**WHAT NEEDS TO BE DONE**
Scan the listing below for the word "params" and copy every line where it occurs.

━━ DATA RECORDS

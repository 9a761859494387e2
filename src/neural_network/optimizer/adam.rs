use super::*;

/// Adam optimizer implementation.
///
/// An optimization algorithm that computes individual adaptive learning
/// rates for different parameters from estimates of first and second moments
/// of the gradients. Moment estimates are bias corrected and sized lazily to the
/// flat parameter vector on the first step.
///
/// # Examples
/// ```rust
/// use rustyrnn::neural_network::{Adam, Optimizer};
/// use ndarray::array;
///
/// let mut adam = Adam::new(0.1, 0.9, 0.999, 1e-8).unwrap();
/// let mut params = array![1.0, -1.0];
/// adam.step(params.view_mut(), array![0.5, -0.5].view()).unwrap();
/// // the first bias-corrected step moves every parameter by about the learning rate
/// assert!((params[0] - 0.9).abs() < 1e-6);
/// assert!((params[1] + 0.9).abs() < 1e-6);
/// ```
#[derive(Debug, Clone)]
pub struct Adam {
    /// Learning rate controlling the size of parameter updates.
    learning_rate: f64,
    /// Exponential decay rate for the first moment estimates.
    beta1: f64,
    /// Exponential decay rate for the second moment estimates.
    beta2: f64,
    /// Small constant added for numerical stability.
    epsilon: f64,
    /// Current timestep, incremented with each update.
    t: i32,
    m: Array1<f64>,
    v: Array1<f64>,
}

impl Adam {
    /// Creates a new Adam optimizer with the specified parameters.
    ///
    /// # Parameters
    ///
    /// - `learning_rate` - Step size for parameter updates
    /// - `beta1` - Decay rate for the first moment estimates (typically 0.9)
    /// - `beta2` - Decay rate for the second moment estimates (typically 0.999)
    /// - `epsilon` - Small constant for numerical stability (typically 1e-8)
    ///
    /// # Returns
    ///
    /// - `Result<Self, ModelError>` - A new Adam optimizer instance or an error
    ///
    /// # Errors
    ///
    /// - `ModelError::InputValidationError` - If any hyperparameter is out of range
    pub fn new(
        learning_rate: f64,
        beta1: f64,
        beta2: f64,
        epsilon: f64,
    ) -> Result<Self, ModelError> {
        validate_learning_rate(learning_rate)?;
        validate_decay_rate(beta1, "beta1")?;
        validate_decay_rate(beta2, "beta2")?;
        validate_epsilon(epsilon)?;

        Ok(Self {
            learning_rate,
            beta1,
            beta2,
            epsilon,
            t: 0,
            m: Array1::zeros(0),
            v: Array1::zeros(0),
        })
    }

    /// Returns the number of steps taken so far
    pub fn timestep(&self) -> i32 {
        self.t
    }
}

impl Optimizer for Adam {
    fn step(
        &mut self,
        mut parameters: ArrayViewMut1<'_, f64>,
        gradients: ArrayView1<'_, f64>,
    ) -> Result<(), ModelError> {
        prepare_state(&mut self.m, &parameters, &gradients)?;
        prepare_state(&mut self.v, &parameters, &gradients)?;
        self.t += 1;

        let (beta1, beta2, epsilon) = (self.beta1, self.beta2, self.epsilon);
        let step_size = self.learning_rate;
        let bias_correction1 = 1.0 - beta1.powi(self.t);
        let bias_correction2 = 1.0 - beta2.powi(self.t);
        let update = |p: &mut f64, m: &mut f64, v: &mut f64, &g: &f64| {
            *m = beta1 * *m + (1.0 - beta1) * g;
            *v = beta2 * *v + (1.0 - beta2) * g * g;
            let m_hat = *m / bias_correction1;
            let v_hat = *v / bias_correction2;
            *p -= step_size * m_hat / (v_hat.sqrt() + epsilon);
        };

        let zip = Zip::from(&mut parameters)
            .and(&mut self.m)
            .and(&mut self.v)
            .and(&gradients);
        if parameters_len_is_large(&gradients) {
            zip.par_for_each(update);
        } else {
            zip.for_each(update);
        }
        Ok(())
    }

    fn learning_rate(&self) -> f64 {
        self.learning_rate
    }

    fn set_learning_rate(&mut self, learning_rate: f64) -> Result<(), ModelError> {
        validate_learning_rate(learning_rate)?;
        self.learning_rate = learning_rate;
        Ok(())
    }
}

━━━━

**EXERCISE ANSWER**
/// let mut params = array![1.0, -1.0];
/// adam.step(params.view_mut(), array![0.5, -0.5].view()).unwrap();
/// assert!((params[0] - 0.9).abs() < 1e-6);
/// assert!((params[1] + 0.9).abs() < 1e-6);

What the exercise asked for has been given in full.